API testing is essential to check the functionality and the security of an application programming interface (API), especially when the API will be used in a production environment. Testing an API helps us find its security vulnerabilities and errors in its functioning. The API can then be rectified in the testing phase. APIs play a crucial role in many applications, including banking and other essential applications. A simple vulnerability or programming error can disrupt the functioning of an application for millions of people. Such issues can even expose sensitive information and thus, poses a serious security risk. Hence, API testing is important for making sure the API is as secure as possible and runs smoothly without roadblocks.
Different Types of API Testing
Here we briefly discuss the different types of API testing methods, and then we’ll move on to implementation.
1) Functional testing verifies if the API functions work as required without throwing any errors. You can achieve this by mimicking typical user inputs and verifying that the output is as expected.
2) Runtime error detection is done while running the API in real-time. It allows you to fix logged errors in real-time. You can then push changes immediately to the latest integration pipeline. This helps prevent security risks and ensures the smooth functioning of the API.
3) Penetration testing continuously monitors for man-in-the-middle attacks. You accomplish this by constantly testing encryption. Implementing industry-recommended key management is a must as it reduces the attack surface and ensures the safety of your API.
4) Load testing involves stress testing certain functions of an API by calling multiple requests to the functions and seeing how your API handles a large number of requests. You can generally perform load testing only via automated testing.
5) Validation testing occurs during the final stage of developing your API when the development team verifies that the API works as per user requirements. You can test the API in a simulated or a real setting.
6) Fuzz testing involves feeding your API a large amount of random data to see if it experiences any forced crashes or errors. This prepares your API for worst-case scenarios and prevents possible security loopholes.
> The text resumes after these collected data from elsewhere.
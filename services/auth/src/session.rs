//! Session management using Redis

use anyhow::Result;
use tracing::info;
use uuid::Uuid;

use crate::jwt::JwtService;
use common::cache::RedisPool;

/// Session manager for handling user sessions in Redis
///
/// One session per user: the currently valid refresh token, expiring
/// together with the token itself.
#[derive(Clone)]
pub struct SessionManager {
    redis_pool: RedisPool,
    jwt_service: JwtService,
}

impl SessionManager {
    /// Create a new session manager
    pub fn new(redis_pool: RedisPool, jwt_service: JwtService) -> Self {
        Self {
            redis_pool,
            jwt_service,
        }
    }

    /// Create a new session for a user
    pub async fn create_session(&self, user_id: Uuid, refresh_token: &str) -> Result<()> {
        info!("Creating session for user: {}", user_id);

        let session_key = format!("session:{}", user_id);
        self.redis_pool
            .set(
                &session_key,
                refresh_token,
                Some(self.jwt_service.refresh_token_expiry()),
            )
            .await?;

        Ok(())
    }

    /// Get a session for a user
    pub async fn get_session(&self, user_id: Uuid) -> Result<Option<String>> {
        let session_key = format!("session:{}", user_id);
        let refresh_token = self.redis_pool.get(&session_key).await?;

        Ok(refresh_token)
    }

    /// Replace the refresh token held by an existing session
    pub async fn update_session(&self, user_id: Uuid, refresh_token: &str) -> Result<()> {
        self.create_session(user_id, refresh_token).await
    }

    /// Delete a session for a user
    pub async fn delete_session(&self, user_id: Uuid) -> Result<()> {
        info!("Deleting session for user: {}", user_id);

        let session_key = format!("session:{}", user_id);
        self.redis_pool.delete(&session_key).await?;

        Ok(())
    }

    /// Check if a session exists and carries the given refresh token
    pub async fn is_session_valid(&self, user_id: Uuid, refresh_token: &str) -> Result<bool> {
        let stored_token = self.get_session(user_id).await?;

        match stored_token {
            Some(token) => Ok(token == refresh_token),
            None => Ok(false),
        }
    }
}
use anyhow::Result;
use tracing::info;
use tracing_subscriber::EnvFilter;

mod config;
mod error;
mod middleware;
mod models;
mod realtime;
mod repositories;
mod routes;
mod state;
mod storage;

use aws_config::BehaviorVersion;

use crate::{
    config::ApiSettings,
    middleware::TokenVerifier,
    realtime::ChangeFeed,
    repositories::{
        MessageRepository, ProfileRepository, SpotRepository, TripRepository,
        TripRequestRepository,
    },
    state::AppState,
    storage::AvatarStorage,
};

#[tokio::main]
async fn main() -> Result<()> {
    // Initialize logging
    tracing_subscriber::fmt()
        .with_env_filter(EnvFilter::from_default_env())
        .init();

    info!("Starting API service");

    let settings = ApiSettings::load()?;

    // Initialize database connection pool
    let db_config = common::database::DatabaseConfig::from_env()?;
    let pool = common::database::init_pool(&db_config).await?;

    // Check database connectivity
    if common::database::health_check(&pool).await? {
        info!("Database connection successful");
    } else {
        anyhow::bail!("Failed to connect to database");
    }

    // Apply pending migrations
    sqlx::migrate!("./migrations").run(&pool).await?;

    // Initialize token verification against the auth service's public key
    let token_verifier = TokenVerifier::from_env()?;

    // Initialize S3-backed avatar storage
    let aws_config = aws_config::load_defaults(BehaviorVersion::latest()).await;
    let s3_client = aws_sdk_s3::Client::new(&aws_config);
    let avatar_storage = AvatarStorage::new(
        s3_client,
        settings.avatar_bucket.clone(),
        settings.avatar_public_base.clone(),
    );

    info!("API service initialized successfully");

    // Initialize repositories and the change feed
    let app_state = AppState {
        db_pool: pool.clone(),
        spot_repository: SpotRepository::new(pool.clone()),
        trip_repository: TripRepository::new(pool.clone()),
        request_repository: TripRequestRepository::new(pool.clone()),
        message_repository: MessageRepository::new(pool.clone()),
        profile_repository: ProfileRepository::new(pool),
        change_feed: ChangeFeed::new(),
        token_verifier,
        avatar_storage,
    };

    // Start the web server
    let app = routes::create_router(app_state);

    let listener = tokio::net::TcpListener::bind(settings.bind_addr()).await?;
    info!("API service listening on {}", settings.bind_addr());

    axum::serve(listener, app).await?;

    Ok(())
}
Different Manual Test Cases for API Testing
We assume your API has the endpoint www.exampleapi.net (this is not an actual endpoint). We’ll use a weather forecasting API as our example. It has the following functions:
These take a latitude and longitude as input and the weather data in JSON or XML as output. An example response should look like this: JSON
We can see that our API works for normal test cases. Next, we check error test cases by introducing errors to the API. We’ll send a blank input to the API and see how it responds.
The API should give us an error response but shouldn't crash or stop functioning. We should get a response like this:
"error": "Something went wrong"
You can then test other functions of the API similarly
API security is important when developing an API. Here, we test for man-in-the-middle attacks or other security vulnerabilities with the following steps:
To test the encryption of your API for vulnerabilities, try to intercept the data using a packet analyzer, like Wireshark, to check whether you can view sensitive data like API authentication tokens or API requests and responses. I've created a demo API where you can see that HTTPS is enabled by default on the AWS API gateway.
Test for possible API reverse engineering by verifying whether you can intercept the data at either the client or the server side. Sometimes, malicious parties pose as a verified SSL provider by generating an SSL certificate. We can test for that by creating a fake certificate and see whether you can intercept the API data. In the demo API I created, you can verify the certificate by manually by clicking on the lock icon and then on the "connection is secure" option. You should see something like this:
Ensuring that you implement the best practices for API security, like enforcing HTTPS-only connections and adding authentication methods, helps mitigate security risks by reducing the risk of man-in-the-middle attacks and API reverse engineering attacks, and by reducing the attack surface.
The final stage of development is validation testing, where you perform several verifications before you move the API to production. Does your API work as expected? You will have to simulate user API requests and authentication to check if your API is working as per your client’s requirements and make immediate changes if it is not. Is the backend of your API interacting with the database correctly? If your API follows the model-view-controller architectural pattern, verify that the interaction between the model, the view, and the client works as designed. Is your API optimized? Here, check whether the codebase can be optimized further to improve the speed and the efficiency of the API.
Runtime Error Detection
When you run your API in production, having an error detection mechanism lets you detect errors and rectify them immediately. Then you can test to ensure that the API does not throw the error again under similar use cases. Once you patch and test the API, then you can push changes to the latest integration cycle. You can monitor the logs for errors and should alert the development team as soon as possible about any errors. You can achieve this by setting up a log monitoring system in your codebase. This will alert your team and allow for a timely patch of the error. You can take measures to ensure the error does not show up again by running timely tests on your API and adding precautions to prevent similar errors from showing up in the next integration cycle. Runtime error detection is an important step in API production. It helps find errors in the codebase that escaped testing during development. Patching them prevents the vulnerabilities and errors in the codebase from affecting the API any further.
We’ve described testing that you can perform on your APIs manually. You can also choose to perform load testing and fuzz testing via automated tests. API testing is an important part of the development process and with timely tests and auditing, you can make your API more secure and reliable. Testing is a continuous process that’s updated with every CI/CD cycle.